Urocortins are proteins that appear to increase blood flow and heart pumping activity. There has been particular interest in the role of Urocortins 2 & 3 (subtypes of Urocortins) in heart failure.
In this study, we will examine the effects and mechanisms of Urocortins 2 & 3 on forearm blood flow and release of natural blood clot dissolving factors in the forearm circulation of healthy volunteers. In particular, we look at the endothelial mechanisms of vasodilatation of Urocortin 2 and 3.

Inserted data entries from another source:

use std::sync::Arc;

use axum::extract::{Path, Query, State};
use axum::routing::{get, patch, post};
use axum::Json;
use axum::Router;
use serde::Deserialize;

use crate::api::rest::extract::AppJson;
use crate::error::AppError;
use crate::fleet::PlaceSource;
use crate::geo::{find_nearest, Ranked};
use crate::models::fleet::{Ambulance, Hospital};
use crate::models::location::GeoPoint;
use crate::state::AppState;

const DEFAULT_NEARBY_LIMIT: usize = 5;
const DEFAULT_SEARCH_RADIUS_M: f64 = 5_000.0;

pub fn router() -> Router<Arc<AppState>> {
    Router::new()
        .route("/ambulances", post(register_ambulance).get(list_ambulances))
        .route("/ambulances/nearby", get(nearby_ambulances))
        .route("/ambulances/:id/availability", patch(update_availability))
        .route("/hospitals", post(register_hospital).get(list_hospitals))
        .route("/hospitals/nearby", get(nearby_hospitals))
        .route("/hospitals/search", get(search_hospitals))
}

#[derive(Deserialize)]
pub struct NearbyQuery {
    pub lat: f64,
    pub lng: f64,
    pub limit: Option<usize>,
}

impl NearbyQuery {
    fn origin(&self) -> Result<GeoPoint, AppError> {
        valid_point(GeoPoint::new(self.lat, self.lng))
    }
}

#[derive(Deserialize)]
pub struct SearchQuery {
    pub lat: f64,
    pub lng: f64,
    pub radius: Option<f64>,
}

#[derive(Deserialize)]
pub struct AvailabilityRequest {
    pub available: bool,
}

fn valid_point(point: GeoPoint) -> Result<GeoPoint, AppError> {
    if !point.is_valid() {
        return Err(AppError::Validation(
            "coordinates out of range".to_string(),
        ));
    }
    Ok(point)
}

async fn register_ambulance(
    State(state): State<Arc<AppState>>,
    AppJson(mut payload): AppJson<Ambulance>,
) -> Result<Json<Ambulance>, AppError> {
    if payload.id.trim().is_empty() {
        return Err(AppError::Validation("id cannot be empty".to_string()));
    }
    valid_point(payload.location)?;

    payload.rating = payload.rating.clamp(0.0, 5.0);
    state.fleet.upsert_ambulance(payload.clone());
    Ok(Json(payload))
}

async fn list_ambulances(State(state): State<Arc<AppState>>) -> Json<Vec<Ambulance>> {
    Json(state.fleet.ambulances())
}

async fn nearby_ambulances(
    State(state): State<Arc<AppState>>,
    Query(query): Query<NearbyQuery>,
) -> Result<Json<Vec<Ranked<Ambulance>>>, AppError> {
    let origin = query.origin()?;
    let limit = query.limit.unwrap_or(DEFAULT_NEARBY_LIMIT);
    Ok(Json(find_nearest(&origin, &state.fleet.ambulances(), limit)))
}

async fn update_availability(
    State(state): State<Arc<AppState>>,
    Path(id): Path<String>,
    AppJson(payload): AppJson<AvailabilityRequest>,
) -> Result<Json<Ambulance>, AppError> {
    Ok(Json(
        state
            .fleet
            .set_ambulance_availability(&id, payload.available)?,
    ))
}

async fn register_hospital(
    State(state): State<Arc<AppState>>,
    AppJson(mut payload): AppJson<Hospital>,
) -> Result<Json<Hospital>, AppError> {
    if payload.id.trim().is_empty() || payload.name.trim().is_empty() {
        return Err(AppError::Validation(
            "id and name cannot be empty".to_string(),
        ));
    }
    valid_point(payload.location)?;

    payload.rating = payload.rating.clamp(0.0, 5.0);
    state.fleet.upsert_hospital(payload.clone());
    Ok(Json(payload))
}

async fn list_hospitals(State(state): State<Arc<AppState>>) -> Json<Vec<Hospital>> {
    Json(state.fleet.hospitals())
}

async fn nearby_hospitals(
    State(state): State<Arc<AppState>>,
    Query(query): Query<NearbyQuery>,
) -> Result<Json<Vec<Ranked<Hospital>>>, AppError> {
    let origin = query.origin()?;
    let limit = query.limit.unwrap_or(DEFAULT_NEARBY_LIMIT);
    Ok(Json(find_nearest(&origin, &state.fleet.hospitals(), limit)))
}

async fn search_hospitals(
    State(state): State<Arc<AppState>>,
    Query(query): Query<SearchQuery>,
) -> Result<Json<Vec<Hospital>>, AppError> {
    let origin = valid_point(GeoPoint::new(query.lat, query.lng))?;
    let radius = query.radius.unwrap_or(DEFAULT_SEARCH_RADIUS_M);
    Ok(Json(state.fleet.search_nearby(origin, radius).await?))
}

In this study, we will look at the role of the lining of the blood vessel (endothelium) in response to urocortin types 2 and 3. We hypothesise that urocortins 2 & 3 act via the endothelium to cause dilatation of the blood vessels and release of tissue-plasminogen activating factor (blood clot dissolving factor). We also hypothesise that urocortins have a role in maintaining the normal baseline level of blood flow in forearm arteries. In addition to the above, we will also look at the effect of temporarily blocking the effect of urocortins, using a specially designed blocker drug (Astressin 2B).
Utilising the well-established technique of 'forearm venous occlusion plethysmography', we will be able to focus on the local effects of urocortins on arterial blood flow in forearm vessels, without affecting this system in the body as a whole.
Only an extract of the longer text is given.